# Problem statement
Please copy every line with the string "expected" from the entries below.

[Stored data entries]
* * * * * * * * *

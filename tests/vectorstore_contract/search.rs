//! Search Tests
//!
//! - ordering and deterministic tie-break
//! - score normalization per metric, identical across backends
//! - sync/async parity
//! - n_results clamping

use crate::*;
use dataclients_core::{ErrorKind, Query, ValidationError};
use dataclients_vectorstore::VectorError;
use std::sync::Mutex;
use tracing::field::{Field, Visit};
use tracing::{Event, Level, Subscriber};
use tracing_subscriber::layer::{Context, Layer, SubscriberExt};

#[test]
fn test_results_ordered_by_score() {
    test_across_backends(|s| {
        let records: Vec<VectorRecord> = [0.0f32, 60.0, 30.0, 90.0, 10.0]
            .iter()
            .enumerate()
            .map(|(i, deg)| VectorRecord::new(format!("r{}", i), angle(*deg)))
            .collect();
        s.upsert("docs", &records).unwrap();

        let results = s.query("docs", &angle(0.0), 5);
        assert_eq!(
            result_ids(&results),
            ids(&["r0", "r4", "r2", "r1", "r3"]),
            "[{}]",
            s.kind.name()
        );
        assert!(results.windows(2).all(|w| w[0].score >= w[1].score));
    });
}

#[test]
fn test_ties_break_by_ascending_id() {
    test_across_backends(|s| {
        // Inserted out of order; engines hand ties back in insertion order reversed
        let records: Vec<VectorRecord> = ["m", "c", "x", "a", "k"]
            .iter()
            .map(|id| VectorRecord::new(*id, axis(2, 0)))
            .collect();
        s.upsert("docs", &records).unwrap();
        s.upsert("docs", &[VectorRecord::new("far", axis(2, 1))]).unwrap();

        let all = s.query("docs", &axis(2, 0), 6);
        assert_eq!(
            result_ids(&all),
            ids(&["a", "c", "k", "m", "x", "far"]),
            "[{}]",
            s.kind.name()
        );

        let top = s.query("docs", &axis(2, 0), 2);
        assert_eq!(result_ids(&top), ids(&["a", "c"]), "[{}]", s.kind.name());
    });
}

#[test]
fn test_tie_group_larger_than_fetch_window() {
    test_across_backends(|s| {
        let name = s.kind.name();
        let tied: Vec<VectorRecord> = (0..40)
            .map(|i| VectorRecord::new(format!("r{:02}", i), axis(2, 0)))
            .collect();
        s.upsert("docs", &tied).unwrap();

        assert_eq!(result_ids(&s.query("docs", &axis(2, 0), 1)), ids(&["r00"]), "[{}]", name);
        assert_eq!(
            result_ids(&s.query("docs", &axis(2, 0), 3)),
            ids(&["r00", "r01", "r02"]),
            "[{}]",
            name
        );
    });
}

#[test]
fn test_tie_group_below_a_distinct_leader() {
    test_across_backends(|s| {
        let mut records: Vec<VectorRecord> = (0..30)
            .map(|i| VectorRecord::new(format!("t{:02}", i), angle(45.0)))
            .collect();
        records.push(VectorRecord::new("zz-best", angle(0.0)));
        records.push(VectorRecord::new("a-far", angle(90.0)));
        s.upsert("docs", &records).unwrap();

        assert_eq!(
            result_ids(&s.query("docs", &angle(0.0), 2)),
            ids(&["zz-best", "t00"]),
            "[{}]",
            s.kind.name()
        );
    });
}

#[test]
fn test_fewer_records_than_requested() {
    test_across_backends(|s| {
        s.upsert(
            "docs",
            &[
                VectorRecord::new("a", axis(4, 0)),
                VectorRecord::new("b", axis(4, 1)),
            ],
        )
        .unwrap();
        assert_eq!(s.query("docs", &axis(4, 0), 10).len(), 2, "[{}]", s.kind.name());
    });
}

fn scores_for(metric: DistanceMetric) -> Vec<(Kind, Vec<(String, f32)>)> {
    ALL_KINDS
        .iter()
        .map(|&kind| {
            let s = Subject::open(kind, config_with(None, metric), FaultPlan::new()).unwrap();
            s.upsert(
                "docs",
                &[
                    VectorRecord::new("a", vec![1.0, 0.0]),
                    VectorRecord::new("b", vec![0.6, 0.8]),
                    VectorRecord::new("c", vec![0.0, 1.0]),
                ],
            )
            .unwrap();
            let hits = s.query("docs", &[1.0, 0.0], 3);
            (kind, hits.into_iter().map(|h| (h.id, h.score)).collect())
        })
        .collect()
}

fn assert_scores(metric: DistanceMetric, expected: &[(&str, f32)]) {
    for (kind, hits) in scores_for(metric) {
        assert_eq!(hits.len(), expected.len(), "[{}] {}", kind.name(), metric);
        for ((id, score), (want_id, want_score)) in hits.iter().zip(expected) {
            assert_eq!(id, want_id, "[{}] {}", kind.name(), metric);
            assert_close(*score, *want_score, &format!("[{}] {} {}", kind.name(), metric, id));
        }
    }
}

#[test]
fn test_cosine_scores() {
    assert_scores(
        DistanceMetric::Cosine,
        &[("a", 1.0), ("b", 0.6), ("c", 0.0)],
    );
}

#[test]
fn test_dot_product_scores() {
    assert_scores(
        DistanceMetric::DotProduct,
        &[("a", 1.0), ("b", 0.6), ("c", 0.0)],
    );
}

#[test]
fn test_euclidean_scores() {
    // |a-q| = 0, |b-q| = sqrt(0.16 + 0.64), |c-q| = sqrt(2)
    let b = 1.0 / (1.0 + 0.8f32.sqrt());
    let c = 1.0 / (1.0 + 2.0f32.sqrt());
    assert_scores(DistanceMetric::Euclidean, &[("a", 1.0), ("b", b), ("c", c)]);
}

/// Identical inputs give identical result lists from every adapter
#[test]
fn test_backend_parity() {
    let outcomes = collect_across_backends(|s| {
        let records: Vec<VectorRecord> = (0..12)
            .map(|i| {
                VectorRecord::new(format!("r{:02}", i), angle((i * 15) as f32 % 90.0))
                    .field("group", (i % 3) as i64)
            })
            .collect();
        s.upsert("docs", &records).unwrap();
        let plain = s.query("docs", &angle(20.0), 6);
        let filtered = s
            .search(
                "docs",
                &SearchRequest::vector(angle(20.0), 6)
                    .with_filter(dataclients_core::Filter::new().eq("group", 1)),
            )
            .unwrap();
        (plain, filtered)
    });

    let (_, (base_plain, base_filtered)) = &outcomes[0];
    for (kind, (plain, filtered)) in &outcomes[1..] {
        assert_eq!(result_ids(plain), result_ids(base_plain), "[{}]", kind.name());
        assert_eq!(result_ids(filtered), result_ids(base_filtered), "[{}]", kind.name());
        for (a, b) in plain.iter().zip(base_plain) {
            assert_close(a.score, b.score, kind.name());
        }
    }
}

#[test]
fn test_sync_async_parity() {
    let run = |kind: Kind| {
        let s = Subject::new(kind);
        let records: Vec<VectorRecord> = (0..20)
            .map(|i| VectorRecord::new(format!("p{}", i), angle((i * 7) as f32 % 80.0)))
            .collect();
        s.upsert("docs", &records).unwrap();
        s.query("docs", &angle(33.0), 8)
    };
    assert_eq!(run(Kind::Qdrant), run(Kind::QdrantAsync));
}

#[test]
fn test_with_vectors_flag() {
    test_across_backends(|s| {
        s.upsert("docs", &[VectorRecord::new("a", axis(2, 0))]).unwrap();
        let bare = s.query("docs", &axis(2, 0), 1);
        assert!(bare[0].vector.is_none(), "[{}]", s.kind.name());
        let full = s
            .search("docs", &SearchRequest::vector(axis(2, 0), 1).with_vectors(true))
            .unwrap();
        assert_eq!(full[0].vector.as_deref(), Some(&axis(2, 0)[..]), "[{}]", s.kind.name());
    });
}

#[test]
fn test_invalid_requests() {
    test_across_backends(|s| {
        s.upsert("docs", &[VectorRecord::new("a", axis(2, 0))]).unwrap();

        let err = s.search("docs", &SearchRequest::vector(axis(2, 0), 0)).unwrap_err();
        assert!(
            matches!(err, VectorError::Validation(ValidationError::InvalidNResults(0))),
            "[{}] {:?}",
            s.kind.name(),
            err
        );

        let err = s.search("docs", &SearchRequest::vector(axis(3, 0), 1)).unwrap_err();
        assert!(matches!(
            err,
            VectorError::Validation(ValidationError::DimensionMismatch { expected: 2, got: 3 })
        ));

        let text = SearchRequest {
            query: Query::Text("hello".to_string()),
            n_results: 1,
            filter: None,
            with_vectors: false,
        };
        let err = s.search("docs", &text).unwrap_err();
        assert!(matches!(
            err,
            VectorError::Validation(ValidationError::MissingEmbedder)
        ));

        let err = s.search("bad name!", &SearchRequest::vector(axis(2, 0), 1)).unwrap_err();
        assert_eq!(err.kind(), ErrorKind::Validation);
    });
}

// =============================================================================
// Clamp warning capture
// =============================================================================

#[derive(Default)]
struct WarningStore(Mutex<Vec<String>>);

struct WarningLayer(Arc<WarningStore>);

struct MessageVisitor<'a>(&'a mut String);

impl Visit for MessageVisitor<'_> {
    fn record_debug(&mut self, field: &Field, value: &dyn std::fmt::Debug) {
        if field.name() == "message" {
            *self.0 = format!("{:?}", value);
        }
    }
}

impl<S: Subscriber> Layer<S> for WarningLayer {
    fn on_event(&self, event: &Event<'_>, _ctx: Context<'_, S>) {
        if *event.metadata().level() == Level::WARN {
            let mut message = String::new();
            event.record(&mut MessageVisitor(&mut message));
            self.0 .0.lock().unwrap().push(message);
        }
    }
}

#[test]
fn test_oversized_n_results_clamped_with_warning() {
    for kind in ALL_KINDS {
        let store = Arc::new(WarningStore::default());
        let subscriber = tracing_subscriber::registry().with(WarningLayer(Arc::clone(&store)));

        let s = Subject::open(kind, store_config().with_max_n_results(3), FaultPlan::new()).unwrap();
        let records: Vec<VectorRecord> = (0..6)
            .map(|i| VectorRecord::new(format!("r{}", i), angle(i as f32 * 10.0)))
            .collect();
        s.upsert("docs", &records).unwrap();

        let results = tracing::subscriber::with_default(subscriber, || {
            s.query("docs", &angle(0.0), 50)
        });
        assert_eq!(result_ids(&results), ids(&["r0", "r1", "r2"]), "[{}]", kind.name());

        let warnings = store.0.lock().unwrap();
        assert!(
            warnings.iter().any(|m| m.contains("clamping")),
            "[{}] no clamp warning in {:?}",
            kind.name(),
            *warnings
        );
    }
}
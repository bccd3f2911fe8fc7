//! Voyage AI embeddings API
//!
//! Same response shape as OpenAI; requests carry an `input_type` so
//! documents and queries land in compatible spaces.

use super::InputType;
use serde_json::json;

pub(super) const DEFAULT_MODEL: &str = "voyage-3-lite";
pub(super) const DEFAULT_BASE_URL: &str = "https://api.voyageai.com";
pub(super) const MAX_BATCH: usize = 128;

pub(super) fn request_body(
    model: &str,
    texts: &[String],
    input_type: InputType,
) -> serde_json::Value {
    json!({
        "model": model,
        "input": texts,
        "input_type": input_type.as_str(),
    })
}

* * * * * * * * *

# Reply
fn assert_scores(metric: DistanceMetric, expected: &[(&str, f32)]) {
        assert_eq!(hits.len(), expected.len(), "[{}] {}", kind.name(), metric);
        for ((id, score), (want_id, want_score)) in hits.iter().zip(expected) {
            VectorError::Validation(ValidationError::DimensionMismatch { expected: 2, got: 3 })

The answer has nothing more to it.